Abstract

Focusing on London's Metropolitan Police Force (the Met), this article examines women's location within the social and cultural geography of the city in terms of covert and overt policing practices. The role of women police officers – as figures of authority and agents of surveillance – is considered in relation to the dynamics of street-life, notions of performativity, and the gendering of space and identity. Whilst some studies of women's police work have stressed notions of confinement and restriction, this article considers the potential that both policing and the performance of femininity created for women to traverse city space, contesting and sometimes subverting assumptions about gender and respectability. Concentrating on the forty years between the initial appointment of women to the Met and the Street Offences Act of 1959 (which is often seen as taking prostitution 'off the streets'), the article also considers the ways in which women officers negotiated the sexual cultures of the West End.
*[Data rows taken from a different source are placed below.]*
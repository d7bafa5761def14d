use percent_encoding::{AsciiSet, NON_ALPHANUMERIC, utf8_percent_encode};
use thiserror::Error;

/// Everything except RFC3986 unreserved bytes (`A-Z a-z 0-9 - . _ ~`).
const PATH_PLACEHOLDER_ENCODE_SET: &AsciiSet = &NON_ALPHANUMERIC.remove(b'-').remove(b'.').remove(b'_').remove(b'~');

/// Raised when a path template cannot be filled with the supplied values.
#[derive(Debug, Clone, PartialEq, Eq, Error)]
#[error(
    "could not resolve sub-resource path correctly '{template}' with the given ids - expected {expected} ids to resolve the path params properly but got {actual}: {values:?}"
)]
pub struct PathResolutionError {
    pub template: String,
    pub expected: usize,
    pub actual: usize,
    pub values: Vec<String>,
}

/// Returns the placeholder names of an OpenAPI-style path template
/// (`/v1/cdns/{id}/firewall` -> `["id"]`), in order of appearance.
pub fn path_placeholders(template: &str) -> Vec<String> {
    template
        .split('/')
        .filter_map(|segment| segment.strip_prefix('{').and_then(|rest| rest.strip_suffix('}')))
        .map(|name| name.trim().to_string())
        .collect()
}

/// Returns the non-placeholder segments of a path template.
pub fn concrete_segments(template: &str) -> Vec<String> {
    template
        .trim_start_matches('/')
        .split('/')
        .filter(|segment| !segment.is_empty() && !segment.starts_with('{'))
        .map(str::to_string)
        .collect()
}

/// Fills the placeholders of `template` positionally with `values`.
///
/// Each value is percent-encoded so identifiers containing reserved bytes
/// cannot alter the path structure. The number of values must equal the
/// number of placeholders.
///
/// # Examples
/// ```rust
/// use specsource_util::resolve_path_in_order;
///
/// let path = resolve_path_in_order("/v1/cdns/{id}/firewall", &["cdn-1".to_string()]).unwrap();
/// assert_eq!(path, "/v1/cdns/cdn-1/firewall");
/// ```
pub fn resolve_path_in_order(template: &str, values: &[String]) -> Result<String, PathResolutionError> {
    let placeholder_count = path_placeholders(template).len();
    if placeholder_count != values.len() {
        return Err(PathResolutionError {
            template: template.to_string(),
            expected: placeholder_count,
            actual: values.len(),
            values: values.to_vec(),
        });
    }

    let mut remaining = values.iter();
    let resolved = template
        .split('/')
        .map(|segment| {
            if segment.starts_with('{') && segment.ends_with('}') {
                remaining
                    .next()
                    .map(|value| encode_path_placeholder_value(value))
                    .unwrap_or_else(|| segment.to_string())
            } else {
                segment.to_string()
            }
        })
        .collect::<Vec<_>>()
        .join("/");
    Ok(resolved)
}

/// Percent-encodes a path placeholder value while preserving RFC3986 unreserved bytes.
pub fn encode_path_placeholder_value(value: &str) -> String {
    utf8_percent_encode(value, PATH_PLACEHOLDER_ENCODE_SET).to_string()
}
Uniform and undercover/plain-clothes duties relied on differing but related technologies of surveillance. As attested uniformed officers, women became part of the urban spectacle and a highly visible form of 'feminine' authority; the uniform gave women confidence and security as they moved into new environments. In addition to 'beat' duty, women were increasingly used for plain-clothes and undercover observations on suspected brothels, gambling joints and unlicensed drinking clubs. Women officers were taught to interpret the dress and physiognomy of others in relation to sets of cultural codes regarding class and status as well as gender. They also used this knowledge to adapt tlleir own appearance.